== Material provided

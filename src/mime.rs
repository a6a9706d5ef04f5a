use crate::models::ResourceType;

const OCTET_STREAM: &str = "application/octet-stream";

/// Content type for the multipart `file` part. Images are sniffed from their
/// magic bytes; raw files are always sent as an octet stream.
pub fn content_type_for(bytes: &[u8], resource_type: ResourceType) -> &'static str {
    match resource_type {
        ResourceType::Image => detect_image_mime(bytes),
        ResourceType::Raw => OCTET_STREAM,
    }
}

pub fn detect_image_mime(bytes: &[u8]) -> &'static str {
    match bytes {
        [0xFF, 0xD8, 0xFF, ..] => "image/jpeg",
        [0x89, 0x50, 0x4E, 0x47, ..] => "image/png",
        [0x47, 0x49, 0x46, 0x38, ..] => "image/gif",
        [0x52, 0x49, 0x46, 0x46, _, _, _, _, 0x57, 0x45, 0x42, 0x50, ..] => "image/webp",
        _ => {
            tracing::warn!(
                "Unrecognized image format (first 4 bytes: {:02X?}), sending as {}",
                &bytes[..bytes.len().min(4)],
                OCTET_STREAM
            );
            OCTET_STREAM
        }
    }
}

====

Line by line, retype the whole listing exactly.

Response to the task —
filename src/mime.rs
repository a6a9706d5ef04f5a
use crate::models::ResourceType;

const OCTET_STREAM: &str = "application/octet-stream";

/// Content type for the multipart `file` part. Images are sniffed from their
/// magic bytes; raw files are always sent as an octet stream.
pub fn content_type_for(bytes: &[u8], resource_type: ResourceType) -> &'static str {
    match resource_type {
        ResourceType::Image => detect_image_mime(bytes),
        ResourceType::Raw => OCTET_STREAM,
    }
}

pub fn detect_image_mime(bytes: &[u8]) -> &'static str {
    match bytes {
        [0xFF, 0xD8, 0xFF, ..] => "image/jpeg",
        [0x89, 0x50, 0x4E, 0x47, ..] => "image/png",
        [0x47, 0x49, 0x46, 0x38, ..] => "image/gif",
        [0x52, 0x49, 0x46, 0x46, _, _, _, _, 0x57, 0x45, 0x42, 0x50, ..] => "image/webp",
        _ => {
            tracing::warn!(
                "Unrecognized image format (first 4 bytes: {:02X?}), sending as {}",
                &bytes[..bytes.len().min(4)],
                OCTET_STREAM
            );
            OCTET_STREAM
        }
    }
}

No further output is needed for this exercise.